The Islamic holy month of Ramadan in March, which is followed by an annual pilgrimage, has become “a kind of control date,” the Western official added. “If this crisis has not taken some sort of decisive turn by then, the tensions become almost insupportable.”

But Saudi Arabia has rebuffed the latest efforts to negotiate an Arab resolution to the crisis. It applauds, in principle, attempts to reach a peaceful settlement, but it insists that any resolution comply with the U.N. demands for a complete Iraqi pullout and restoration of Kuwait’s ruling family.

Algerian President Chadli Bendjedid, fresh from contacts in Jordan and Iraq, canceled a planned trip to Saudi Arabia when the kingdom made it clear it has no intention at present of agreeing to a meeting between King Fahd and Iraqi President Saddam Hussein.

Such a meeting “is a waste of time. It will not happen,” one Saudi official said.

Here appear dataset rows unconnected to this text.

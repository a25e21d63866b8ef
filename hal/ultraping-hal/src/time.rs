//! Clock and delay abstractions
//!
//! The ranging driver measures time of flight against a free-running
//! microsecond clock and uses busy delays for the trigger pulse.

/// Free-running microsecond clock
///
/// Must be monotonic over the span of one ping (a few tens of
/// milliseconds). A 64-bit counter avoids the wraparound handling a
/// 32-bit `micros()` would need.
pub trait Clock {
    /// Microseconds since an arbitrary epoch
    fn now_micros(&mut self) -> u64;
}

/// Blocking delays
pub trait Delay {
    /// Busy-wait for `us` microseconds
    fn delay_us(&mut self, us: u32);

    /// Wait for `ms` milliseconds
    fn delay_ms(&mut self, ms: u32) {
        for _ in 0..ms {
            self.delay_us(1000);
        }
    }
}
//! Multi-echo disambiguation
//!
//! A plain ping only sees the first surface along the beam. To see past
//! it, each round fires two pulses. The first measures the primary echo.
//! The second is delayed by a wait window (`offset`) so that any late
//! reflection of the first pulse lands while the sensor is listening for
//! the second one.
//!
//! The second pulse's own echo can then be either:
//! - much shorter than the first echo: the sensor heard a late reflection
//!   of the first pulse, i.e. a new, farther surface; or
//! - about as long as the first echo or longer: just the primary echo of
//!   the second pulse again.
//!
//! A new surface is recorded and the window moves past it. Otherwise the
//! window grows by a step and the round is retried.
//!
//! Times are round-trip microseconds; hit times are measured from the
//! start of the round's first pulse.

use crate::config::MultiEchoTuning;
use crate::EchoTime;

/// Result of processing a round's first echo
#[derive(Debug, Clone, Copy, PartialEq, Eq)]
#[cfg_attr(feature = "defmt", derive(defmt::Format))]
pub enum FirstEchoOutcome {
    /// First round, echo beyond the threshold: recorded as hit `index`
    Hit { index: usize, echo: EchoTime },
    /// First round, echo at or inside the threshold: the window starts at the threshold
    BelowThreshold,
    /// Later round: the first echo only re-establishes timing
    Repeat,
}

/// Result of processing a round's second echo
#[derive(Debug, Clone, Copy, PartialEq, Eq)]
#[cfg_attr(feature = "defmt", derive(defmt::Format))]
pub enum SecondEchoOutcome {
    /// Late reflection of the first pulse: new surface recorded as hit `index`
    Hit { index: usize, echo: EchoTime },
    /// Primary echo of the second pulse: window widened to `offset`
    Rejected { offset: u32 },
}

/// Offset and hit bookkeeping for one multi-echo run
#[derive(Debug, Clone)]
#[cfg_attr(feature = "defmt", derive(defmt::Format))]
pub struct MultiEchoSearch {
    max_hits: usize,
    hits_found: usize,
    /// Wait window between the first and second pulse of a round (us)
    offset_us: u32,
    threshold_us: u32,
    first_round: bool,
    tuning: MultiEchoTuning,
}

impl MultiEchoSearch {
    /// Start a run looking for up to `max_hits` surfaces
    ///
    /// # Arguments
    /// - `max_hits`: Capacity of the caller's hit buffer
    /// - `threshold_us`: Echoes up to this round-trip time count as the
    ///   expected near obstacle, not as hits
    /// - `tuning`: Disambiguation ratios
    pub fn new(max_hits: usize, threshold_us: u32, tuning: MultiEchoTuning) -> Self {
        Self {
            max_hits,
            hits_found: 0,
            offset_us: 0,
            threshold_us,
            first_round: true,
            tuning,
        }
    }

    /// Number of hits recorded so far
    pub fn hits_found(&self) -> usize {
        self.hits_found
    }

    /// Current wait window (us)
    pub fn offset_us(&self) -> u32 {
        self.offset_us
    }

    /// Check if the hit buffer is full
    pub fn is_complete(&self) -> bool {
        self.hits_found >= self.max_hits
    }

    /// Absolute time at which the round's second pulse may fire
    pub fn second_pulse_at(&self, first_pulse_start_us: u64) -> u64 {
        first_pulse_start_us + self.offset_us as u64
    }

    /// Process the echo of a round's first pulse
    pub fn on_first_echo(&mut self, first_length: EchoTime) -> FirstEchoOutcome {
        if !self.first_round {
            return FirstEchoOutcome::Repeat;
        }
        self.first_round = false;

        if first_length > self.threshold_us {
            self.offset_us = first_length;
            match self.record() {
                Some(index) => FirstEchoOutcome::Hit {
                    index,
                    echo: first_length,
                },
                // No room for hits at all
                None => FirstEchoOutcome::Repeat,
            }
        } else {
            self.offset_us = self.threshold_us;
            FirstEchoOutcome::BelowThreshold
        }
    }

    /// Process the echo of a round's second pulse
    ///
    /// # Arguments
    /// - `first_length`: Echo time of this round's first pulse
    /// - `second_length`: Echo time of the second pulse, from its own start
    /// - `hit_time`: Second echo end, measured from the first pulse start
    pub fn on_second_echo(
        &mut self,
        first_length: EchoTime,
        second_length: EchoTime,
        hit_time: EchoTime,
    ) -> SecondEchoOutcome {
        if second_length < self.tuning.shorter_echo_ratio.apply(first_length) {
            if let Some(index) = self.record() {
                self.offset_us = hit_time;
                return SecondEchoOutcome::Hit {
                    index,
                    echo: hit_time,
                };
            }
        }

        // The window must grow or the retry would repeat forever
        let step = self.tuning.retry_step.apply(first_length).max(1);
        self.offset_us = self.offset_us.saturating_add(step);
        SecondEchoOutcome::Rejected {
            offset: self.offset_us,
        }
    }

    fn record(&mut self) -> Option<usize> {
        if self.is_complete() {
            return None;
        }
        let index = self.hits_found;
        self.hits_found += 1;
        Some(index)
    }
}
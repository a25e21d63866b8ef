//! Configuration types
//!
//! Runtime replacements for the compile-time switches of classic ping
//! libraries: length unit, sensor model, rounding, one-pin wiring, and the
//! per-platform timing corrections.

pub mod sensor;
pub mod timing;

pub use sensor::*;
pub use timing::*;
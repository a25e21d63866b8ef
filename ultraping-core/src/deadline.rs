//! Ping deadlines
//!
//! Every wait loop of a ping is bounded by an absolute timestamp. Before
//! the echo starts the budget also covers the sensor's start delay; once
//! the echo line goes active the deadline is reset to exactly one
//! max-echo window, which makes the pulse start recoverable as
//! `deadline - max_echo_time`.

use crate::EchoTime;

/// Absolute time limit for one trigger attempt
#[derive(Debug, Clone, Copy, PartialEq, Eq)]
#[cfg_attr(feature = "defmt", derive(defmt::Format))]
pub struct PingDeadline {
    /// Absolute limit (us)
    at_us: u64,
    /// Max-echo window this deadline was built from (us)
    max_echo_time_us: u32,
}

impl PingDeadline {
    /// Deadline for the echo to start after the trigger pulse
    pub const fn awaiting_echo(now_us: u64, max_echo_time_us: u32, start_delay_us: u32) -> Self {
        Self {
            at_us: now_us + max_echo_time_us as u64 + start_delay_us as u64,
            max_echo_time_us,
        }
    }

    /// Deadline for the echo to end, set when the echo line goes active
    pub const fn echo_started(now_us: u64, max_echo_time_us: u32) -> Self {
        Self {
            at_us: now_us + max_echo_time_us as u64,
            max_echo_time_us,
        }
    }

    /// Absolute limit (us)
    pub const fn at_us(&self) -> u64 {
        self.at_us
    }

    /// Check if `now_us` is past the deadline
    pub const fn is_expired(&self, now_us: u64) -> bool {
        now_us > self.at_us
    }

    /// Timestamp at which the echo pulse started
    ///
    /// Only meaningful for deadlines built by [`echo_started`](Self::echo_started).
    pub const fn pulse_start_us(&self) -> u64 {
        self.at_us.saturating_sub(self.max_echo_time_us as u64)
    }

    /// Round-trip time from the pulse start to `now_us`, less `overhead_us`
    ///
    /// Never returns 0, which is reserved for "no echo".
    pub fn echo_time(&self, now_us: u64, overhead_us: u32) -> EchoTime {
        let elapsed = now_us
            .saturating_sub(self.pulse_start_us())
            .saturating_sub(overhead_us as u64);
        (elapsed.min(EchoTime::MAX as u64) as EchoTime).max(1)
    }
}
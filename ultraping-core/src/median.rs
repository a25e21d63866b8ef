//! Median filtering window
//!
//! A run of pings is collected into a small window kept in descending
//! order by insertion sort. Out-of-range pings are discarded and shrink
//! the sample target, so the run always ends after at most the requested
//! number of pings.

use heapless::Vec;

use crate::EchoTime;

/// Largest number of samples in one median run
pub const MAX_MEDIAN_SAMPLES: usize = 32;

/// Sorted sample window for one median run
#[derive(Debug, Clone)]
pub struct MedianWindow {
    /// Valid samples, largest first
    samples: Vec<EchoTime, MAX_MEDIAN_SAMPLES>,
    /// Samples still expected (requested count minus discards)
    target: usize,
}

impl MedianWindow {
    /// Create a window for `samples` pings (clamped to [`MAX_MEDIAN_SAMPLES`])
    pub fn new(samples: u8) -> Self {
        Self {
            samples: Vec::new(),
            target: (samples as usize).min(MAX_MEDIAN_SAMPLES),
        }
    }

    /// Number of samples the run is still aiming for
    pub fn target(&self) -> usize {
        self.target
    }

    /// Number of valid samples collected
    pub fn len(&self) -> usize {
        self.samples.len()
    }

    /// Check if no valid sample has been collected
    pub fn is_empty(&self) -> bool {
        self.samples.is_empty()
    }

    /// Check if the run has collected all the samples it expects
    pub fn is_complete(&self) -> bool {
        self.samples.len() >= self.target
    }

    /// Add a valid sample in sorted position
    ///
    /// Ignored once the window is complete.
    pub fn insert(&mut self, echo: EchoTime) {
        if self.is_complete() || self.samples.push(echo).is_err() {
            return;
        }

        // Shift smaller samples up until the new one is in place
        let mut j = self.samples.len() - 1;
        while j > 0 && self.samples[j - 1] < echo {
            self.samples[j] = self.samples[j - 1];
            j -= 1;
        }
        self.samples[j] = echo;
    }

    /// Drop one sample from the target after an out-of-range ping
    pub fn discard(&mut self) {
        self.target = self.target.saturating_sub(1);
    }

    /// Middle sample, `window[target / 2]`
    ///
    /// `None` when every ping was discarded or the run is not complete yet.
    pub fn median(&self) -> Option<EchoTime> {
        if self.target == 0 {
            return None;
        }
        self.samples.get(self.target / 2).copied()
    }

    /// Collected samples, largest first
    pub fn as_slice(&self) -> &[EchoTime] {
        &self.samples
    }
}
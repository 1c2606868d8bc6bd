//! Replay buffer (C5): a fixed-capacity ring of training examples, with
//! without-replacement sampling. Mirrors the `insert`/`sample` ring
//! semantics of the original numpy-array implementation.

use rand::seq::index::sample as sample_indices;
use rand::Rng;

/// One training example: the evaluator's input tensor (flattened) and its
/// label, `[outcome, pi_0, .., pi_{M-1}]`.
#[derive(Clone, Debug)]
pub struct Example {
    pub features: Vec<f32>,
    pub label: Vec<f32>,
}

pub struct ReplayBuffer {
    capacity: usize,
    slots: Vec<Option<Example>>,
    oldest_index: usize,
    size: usize,
}

impl ReplayBuffer {
    pub fn new(capacity: usize) -> Self {
        assert!(capacity > 0, "replay buffer capacity must be positive");
        Self {
            capacity,
            slots: vec![None; capacity],
            oldest_index: 0,
            size: 0,
        }
    }

    pub fn insert(&mut self, example: Example) {
        self.slots[self.oldest_index] = Some(example);
        self.oldest_index = (self.oldest_index + 1) % self.capacity;
        self.size = (self.size + 1).min(self.capacity);
    }

    pub fn len(&self) -> usize {
        self.size
    }

    pub fn is_empty(&self) -> bool {
        self.size == 0
    }

    /// Gathers `min(n, len())` distinct examples, sampled uniformly without
    /// replacement from the populated prefix.
    pub fn sample(&self, n: usize, rng: &mut impl Rng) -> Vec<&Example> {
        let n = n.min(self.size);
        sample_indices(rng, self.size, n)
            .into_iter()
            .map(|i| self.slots[i].as_ref().expect("index < size is always populated"))
            .collect()
    }
}

#[cfg(test)]
mod tests {
    use super::*;
    use rand::SeedableRng;
    use rand_chacha::ChaCha8Rng;

    fn example(tag: f32) -> Example {
        Example {
            features: vec![tag],
            label: vec![tag],
        }
    }

    #[test]
    fn ring_overwrites_oldest_entries() {
        let mut buf = ReplayBuffer::new(3);
        for i in 1..=5 {
            buf.insert(example(i as f32));
        }
        assert_eq!(buf.len(), 3);
        let mut rng = ChaCha8Rng::seed_from_u64(0);
        let sampled = buf.sample(10, &mut rng);
        assert_eq!(sampled.len(), 3);
        let mut tags: Vec<i32> = sampled.iter().map(|e| e.features[0] as i32).collect();
        tags.sort_unstable();
        assert_eq!(tags, vec![3, 4, 5]);
    }

    #[test]
    fn sample_never_duplicates_indices() {
        let mut buf = ReplayBuffer::new(8);
        for i in 0..8 {
            buf.insert(example(i as f32));
        }
        let mut rng = ChaCha8Rng::seed_from_u64(42);
        let sampled = buf.sample(8, &mut rng);
        let mut tags: Vec<i32> = sampled.iter().map(|e| e.features[0] as i32).collect();
        tags.sort_unstable();
        tags.dedup();
        assert_eq!(tags.len(), 8);
    }

    #[test]
    fn empty_buffer_samples_nothing() {
        let buf = ReplayBuffer::new(4);
        let mut rng = ChaCha8Rng::seed_from_u64(1);
        assert!(buf.sample(4, &mut rng).is_empty());
    }
}
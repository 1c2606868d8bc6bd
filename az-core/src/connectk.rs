//! Connect-K: gravity-drop connection game on a `rows x columns` grid.
//!
//! Two boolean planes track occupancy from the perspective of the player
//! about to move: `mine` (their own pieces) and `theirs` (the opponent's).
//! Playing a column drops a piece to the lowest open row, then the planes
//! swap (the mover the flips state is a "to move" capability, not a
//! specific side) so that the resulting state is again expressed from the
//! perspective of whoever moves next.

use crate::game::GameState;
use serde::{Deserialize, Serialize};
use std::fmt;

const DIRECTIONS: [(i32, i32); 4] = [(1, 0), (0, 1), (1, 1), (1, -1)];

#[derive(Clone, Debug, Serialize, Deserialize)]
pub struct ConnectK {
    rows: usize,
    columns: usize,
    k: usize,
    /// Row-major, row 0 is the top row. `mine[r * columns + c]`.
    mine: Vec<bool>,
    theirs: Vec<bool>,
    outcome: Option<f32>,
}

impl ConnectK {
    pub fn new(rows: usize, columns: usize, k: usize) -> Self {
        Self {
            rows,
            columns,
            k,
            mine: vec![false; rows * columns],
            theirs: vec![false; rows * columns],
            outcome: None,
        }
    }

    /// Standard Connect Four: 6 rows, 7 columns, 4 in a row.
    pub fn connect_four() -> Self {
        Self::new(6, 7, 4)
    }

    pub fn rows(&self) -> usize {
        self.rows
    }

    pub fn columns(&self) -> usize {
        self.columns
    }

    pub fn k(&self) -> usize {
        self.k
    }

    fn index(&self, row: usize, column: usize) -> usize {
        row * self.columns + column
    }

    fn occupied(&self, row: usize, column: usize) -> bool {
        let idx = self.index(row, column);
        self.mine[idx] || self.theirs[idx]
    }

    fn landing_row(&self, column: usize) -> usize {
        let mut row = 0;
        loop {
            if row == self.rows - 1 || self.occupied(row + 1, column) {
                return row;
            }
            row += 1;
        }
    }

    fn check_for_game_over(&mut self, row: usize, column: usize) {
        if row == 0 && (0..self.columns).all(|c| self.occupied(0, c)) {
            self.outcome = Some(0.0);
            return;
        }

        for (dr, dc) in DIRECTIONS {
            let mut run = 0usize;
            let mut best_run = 0usize;
            for i in -(self.k as i32 - 1)..self.k as i32 {
                let r = row as i32 + dr * i;
                let c = column as i32 + dc * i;
                if r < 0 || c < 0 || r as usize >= self.rows || c as usize >= self.columns {
                    run = 0;
                    continue;
                }
                if self.theirs[self.index(r as usize, c as usize)] {
                    run += 1;
                    best_run = best_run.max(run);
                } else {
                    run = 0;
                }
            }
            if best_run >= self.k {
                self.outcome = Some(-1.0);
                return;
            }
        }
    }
}

impl GameState for ConnectK {
    fn moves(&self) -> Vec<usize> {
        if self.outcome.is_some() {
            return Vec::new();
        }
        (0..self.columns)
            .filter(|&c| !self.occupied(0, c))
            .collect()
    }

    fn play(&self, column: usize) -> Self {
        let row = self.landing_row(column);

        let mut child = Self {
            rows: self.rows,
            columns: self.columns,
            k: self.k,
            mine: self.theirs.clone(),
            theirs: self.mine.clone(),
            outcome: None,
        };
        let idx = child.index(row, column);
        child.theirs[idx] = true;
        child.check_for_game_over(row, column);
        child
    }

    fn outcome(&self) -> Option<f32> {
        self.outcome
    }

    fn position(&self) -> Vec<f32> {
        let mut out = Vec::with_capacity(2 * self.rows * self.columns);
        out.extend(self.mine.iter().map(|&b| if b { 1.0 } else { 0.0 }));
        out.extend(self.theirs.iter().map(|&b| if b { 1.0 } else { 0.0 }));
        out
    }

    fn position_shape(&self) -> (usize, usize, usize) {
        (2, self.rows, self.columns)
    }

    fn num_actions(&self) -> usize {
        self.columns
    }
}

impl fmt::Display for ConnectK {
    fn fmt(&self, f: &mut fmt::Formatter<'_>) -> fmt::Result {
        let border = "#".repeat(self.columns + 2);
        writeln!(f, "{border}")?;
        for row in 0..self.rows {
            write!(f, "#")?;
            for column in 0..self.columns {
                let idx = self.index(row, column);
                let ch = if self.mine[idx] {
                    '*'
                } else if self.theirs[idx] {
                    '+'
                } else {
                    ' '
                };
                write!(f, "{ch}")?;
            }
            writeln!(f, "#")?;
        }
        write!(f, "{border}")
    }
}

#[cfg(test)]
mod tests {
    use super::*;

    #[test]
    fn empty_board_has_one_move_per_column() {
        let g = ConnectK::connect_four();
        assert_eq!(g.moves(), vec![0, 1, 2, 3, 4, 5, 6]);
        assert_eq!(g.outcome(), None);
    }

    #[test]
    fn pieces_stack_with_gravity() {
        let g = ConnectK::connect_four();
        let g1 = g.play(3);
        let g2 = g1.play(3);
        // after two drops in the same column, the column still has room
        assert!(g2.moves().contains(&3));
        assert_eq!(g2.position_shape(), (2, 6, 7));
    }

    #[test]
    fn vertical_four_is_a_loss_for_the_next_mover() {
        // Player A drops in column 0 three times, interleaved with player B
        // dropping elsewhere, then a fourth A drop connects four vertically.
        let mut g = ConnectK::connect_four();
        let drops = [0, 1, 0, 1, 0, 1, 0];
        for &col in &drops {
            g = g.play(col);
        }
        assert_eq!(g.outcome(), Some(-1.0));
        assert!(g.moves().is_empty());
    }

    #[test]
    fn horizontal_four_is_detected() {
        let mut g = ConnectK::connect_four();
        // A plays 0,1,2,3 on the bottom row; B plays elsewhere each turn.
        let drops = [0, 0, 1, 1, 2, 2, 3];
        for &col in &drops {
            g = g.play(col);
        }
        assert_eq!(g.outcome(), Some(-1.0));
    }

    #[test]
    fn draw_on_full_board_with_no_winner() {
        // A 1x4 board with k=5 can never connect 5; it fills and draws.
        let mut g = ConnectK::new(1, 4, 5);
        for col in [0, 1, 2, 3] {
            g = g.play(col);
        }
        assert_eq!(g.outcome(), Some(0.0));
    }

    #[test]
    fn try_play_rejects_illegal_move() {
        let g = ConnectK::new(1, 1, 2);
        let full = g.play(0);
        assert!(full.try_play(0).is_err());
    }

    #[test]
    fn position_is_zero_one_and_matches_shape() {
        let g = ConnectK::connect_four().play(2);
        let (c, r, cols) = g.position_shape();
        let pos = g.position();
        assert_eq!(pos.len(), c * r * cols);
        assert!(pos.iter().all(|&x| x == 0.0 || x == 1.0));
        assert_eq!(pos.iter().filter(|&&x| x == 1.0).count(), 1);
    }
}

At the same time, Western officials are becoming increasingly concerned that Saudi Arabia, alarmed at the increasing stridence of religious conservatives opposed to the U.S. military presence and mindful of its own need to eventually make amends with its Arab neighbors, will “exit to the bazaar” and cut its own deal if it perceives the United States is not prepared to act.

“They have to live in this region; long after we go away, they will still be here,” one senior Western diplomat said. “If we cannot contribute to their national security, and in fact end up detracting from it by hatching plans to stay here, then they will start pressing a resolution on their own.”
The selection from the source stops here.